■ What to produce
Retype the material so that each line matches the original exactly.

■ Listed records
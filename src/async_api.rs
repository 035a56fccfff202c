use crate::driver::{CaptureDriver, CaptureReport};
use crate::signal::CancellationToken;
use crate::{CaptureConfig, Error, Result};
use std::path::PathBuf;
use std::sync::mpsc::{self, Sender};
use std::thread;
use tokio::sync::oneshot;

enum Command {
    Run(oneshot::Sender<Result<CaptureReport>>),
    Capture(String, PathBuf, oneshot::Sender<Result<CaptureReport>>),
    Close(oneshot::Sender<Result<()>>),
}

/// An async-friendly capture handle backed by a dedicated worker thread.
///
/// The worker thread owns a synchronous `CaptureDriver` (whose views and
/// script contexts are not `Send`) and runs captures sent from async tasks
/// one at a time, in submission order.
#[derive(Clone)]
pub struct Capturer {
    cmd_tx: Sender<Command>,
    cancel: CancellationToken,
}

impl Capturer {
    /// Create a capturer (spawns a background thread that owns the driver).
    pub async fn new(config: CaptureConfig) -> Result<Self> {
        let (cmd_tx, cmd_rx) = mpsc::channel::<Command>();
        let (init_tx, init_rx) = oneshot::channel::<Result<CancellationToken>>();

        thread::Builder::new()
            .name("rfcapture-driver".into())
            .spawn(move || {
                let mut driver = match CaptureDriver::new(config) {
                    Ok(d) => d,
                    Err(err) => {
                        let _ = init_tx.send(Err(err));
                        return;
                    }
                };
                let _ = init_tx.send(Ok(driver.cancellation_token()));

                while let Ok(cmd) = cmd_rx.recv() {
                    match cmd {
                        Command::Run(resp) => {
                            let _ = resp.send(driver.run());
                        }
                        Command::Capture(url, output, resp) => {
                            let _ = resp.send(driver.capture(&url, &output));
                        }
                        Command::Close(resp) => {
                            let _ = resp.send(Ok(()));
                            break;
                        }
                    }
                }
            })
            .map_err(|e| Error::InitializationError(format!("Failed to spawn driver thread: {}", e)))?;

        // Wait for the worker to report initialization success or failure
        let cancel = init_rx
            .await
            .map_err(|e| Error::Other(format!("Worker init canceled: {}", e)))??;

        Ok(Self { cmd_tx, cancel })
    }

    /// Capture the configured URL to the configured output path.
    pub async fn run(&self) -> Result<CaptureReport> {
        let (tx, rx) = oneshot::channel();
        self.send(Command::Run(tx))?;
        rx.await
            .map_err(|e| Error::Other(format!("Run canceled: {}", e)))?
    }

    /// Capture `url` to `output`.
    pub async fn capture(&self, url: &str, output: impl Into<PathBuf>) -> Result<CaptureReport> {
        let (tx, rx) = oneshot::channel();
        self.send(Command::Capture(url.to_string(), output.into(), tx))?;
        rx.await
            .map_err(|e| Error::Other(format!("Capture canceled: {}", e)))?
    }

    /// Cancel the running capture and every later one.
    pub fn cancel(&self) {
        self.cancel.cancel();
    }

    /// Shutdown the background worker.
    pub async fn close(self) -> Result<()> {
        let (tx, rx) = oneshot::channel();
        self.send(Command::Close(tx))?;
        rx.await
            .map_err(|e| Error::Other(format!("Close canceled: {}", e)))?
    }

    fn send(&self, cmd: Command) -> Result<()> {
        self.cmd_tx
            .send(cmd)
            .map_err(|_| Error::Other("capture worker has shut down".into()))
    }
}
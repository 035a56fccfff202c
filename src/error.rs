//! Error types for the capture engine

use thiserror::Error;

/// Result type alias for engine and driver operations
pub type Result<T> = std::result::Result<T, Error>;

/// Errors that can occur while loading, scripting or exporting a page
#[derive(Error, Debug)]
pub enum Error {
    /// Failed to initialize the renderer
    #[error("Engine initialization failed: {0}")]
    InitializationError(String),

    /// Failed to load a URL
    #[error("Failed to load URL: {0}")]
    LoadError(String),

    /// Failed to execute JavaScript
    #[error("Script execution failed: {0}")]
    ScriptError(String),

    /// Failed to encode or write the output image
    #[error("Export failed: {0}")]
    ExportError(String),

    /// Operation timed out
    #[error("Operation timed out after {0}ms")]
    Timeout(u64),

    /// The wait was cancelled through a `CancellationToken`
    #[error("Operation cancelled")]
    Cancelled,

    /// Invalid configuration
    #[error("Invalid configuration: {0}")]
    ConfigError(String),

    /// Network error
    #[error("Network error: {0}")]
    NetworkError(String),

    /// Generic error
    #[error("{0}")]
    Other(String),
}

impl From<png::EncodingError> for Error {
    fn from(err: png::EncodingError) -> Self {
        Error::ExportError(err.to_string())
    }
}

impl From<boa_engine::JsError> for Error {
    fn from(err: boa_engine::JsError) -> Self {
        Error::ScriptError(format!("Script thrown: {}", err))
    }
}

■ Solution
filename src/async_api.rs
repository 035a56fccfff202c
use crate::driver::{CaptureDriver, CaptureReport};
use crate::signal::CancellationToken;
use crate::{CaptureConfig, Error, Result};
use std::path::PathBuf;
use std::sync::mpsc::{self, Sender};
use std::thread;
use tokio::sync::oneshot;

enum Command {
    Run(oneshot::Sender<Result<CaptureReport>>),
    Capture(String, PathBuf, oneshot::Sender<Result<CaptureReport>>),
    Close(oneshot::Sender<Result<()>>),
}

/// An async-friendly capture handle backed by a dedicated worker thread.
///
/// The worker thread owns a synchronous `CaptureDriver` (whose views and
/// script contexts are not `Send`) and runs captures sent from async tasks
/// one at a time, in submission order.
#[derive(Clone)]
pub struct Capturer {
    cmd_tx: Sender<Command>,
    cancel: CancellationToken,
}

impl Capturer {
    /// Create a capturer (spawns a background thread that owns the driver).
    pub async fn new(config: CaptureConfig) -> Result<Self> {
        let (cmd_tx, cmd_rx) = mpsc::channel::<Command>();
        let (init_tx, init_rx) = oneshot::channel::<Result<CancellationToken>>();

        thread::Builder::new()
            .name("rfcapture-driver".into())
            .spawn(move || {
                let mut driver = match CaptureDriver::new(config) {
                    Ok(d) => d,
                    Err(err) => {
                        let _ = init_tx.send(Err(err));
                        return;
                    }
                };
                let _ = init_tx.send(Ok(driver.cancellation_token()));

                while let Ok(cmd) = cmd_rx.recv() {
                    match cmd {
                        Command::Run(resp) => {
                            let _ = resp.send(driver.run());
                        }
                        Command::Capture(url, output, resp) => {
                            let _ = resp.send(driver.capture(&url, &output));
                        }
                        Command::Close(resp) => {
                            let _ = resp.send(Ok(()));
                            break;
                        }
                    }
                }
            })
            .map_err(|e| Error::InitializationError(format!("Failed to spawn driver thread: {}", e)))?;

        // Wait for the worker to report initialization success or failure
        let cancel = init_rx
            .await
            .map_err(|e| Error::Other(format!("Worker init canceled: {}", e)))??;

        Ok(Self { cmd_tx, cancel })
    }

    /// Capture the configured URL to the configured output path.
    pub async fn run(&self) -> Result<CaptureReport> {
        let (tx, rx) = oneshot::channel();
        self.send(Command::Run(tx))?;
        rx.await
            .map_err(|e| Error::Other(format!("Run canceled: {}", e)))?
    }

    /// Capture `url` to `output`.
    pub async fn capture(&self, url: &str, output: impl Into<PathBuf>) -> Result<CaptureReport> {
        let (tx, rx) = oneshot::channel();
        self.send(Command::Capture(url.to_string(), output.into(), tx))?;
        rx.await
            .map_err(|e| Error::Other(format!("Capture canceled: {}", e)))?
    }

    /// Cancel the running capture and every later one.
    pub fn cancel(&self) {
        self.cancel.cancel();
    }

    /// Shutdown the background worker.
    pub async fn close(self) -> Result<()> {
        let (tx, rx) = oneshot::channel();
        self.send(Command::Close(tx))?;
        rx.await
            .map_err(|e| Error::Other(format!("Close canceled: {}", e)))?
    }

    fn send(&self, cmd: Command) -> Result<()> {
        self.cmd_tx
            .send(cmd)
            .map_err(|_| Error::Other("capture worker has shut down".into()))
    }
}
repository 035a56fccfff202c
filename src/error.rs
//! Error types for the capture engine

use thiserror::Error;

/// Result type alias for engine and driver operations
pub type Result<T> = std::result::Result<T, Error>;

/// Errors that can occur while loading, scripting or exporting a page
#[derive(Error, Debug)]
pub enum Error {
    /// Failed to initialize the renderer
    #[error("Engine initialization failed: {0}")]
    InitializationError(String),

    /// Failed to load a URL
    #[error("Failed to load URL: {0}")]
    LoadError(String),

    /// Failed to execute JavaScript
    #[error("Script execution failed: {0}")]
    ScriptError(String),

    /// Failed to encode or write the output image
    #[error("Export failed: {0}")]
    ExportError(String),

    /// Operation timed out
    #[error("Operation timed out after {0}ms")]
    Timeout(u64),

    /// The wait was cancelled through a `CancellationToken`
    #[error("Operation cancelled")]
    Cancelled,

    /// Invalid configuration
    #[error("Invalid configuration: {0}")]
    ConfigError(String),

    /// Network error
    #[error("Network error: {0}")]
    NetworkError(String),

    /// Generic error
    #[error("{0}")]
    Other(String),
}

impl From<png::EncodingError> for Error {
    fn from(err: png::EncodingError) -> Self {
        Error::ExportError(err.to_string())
    }
}

impl From<boa_engine::JsError> for Error {
    fn from(err: boa_engine::JsError) -> Self {
        Error::ScriptError(format!("Script thrown: {}", err))
    }
}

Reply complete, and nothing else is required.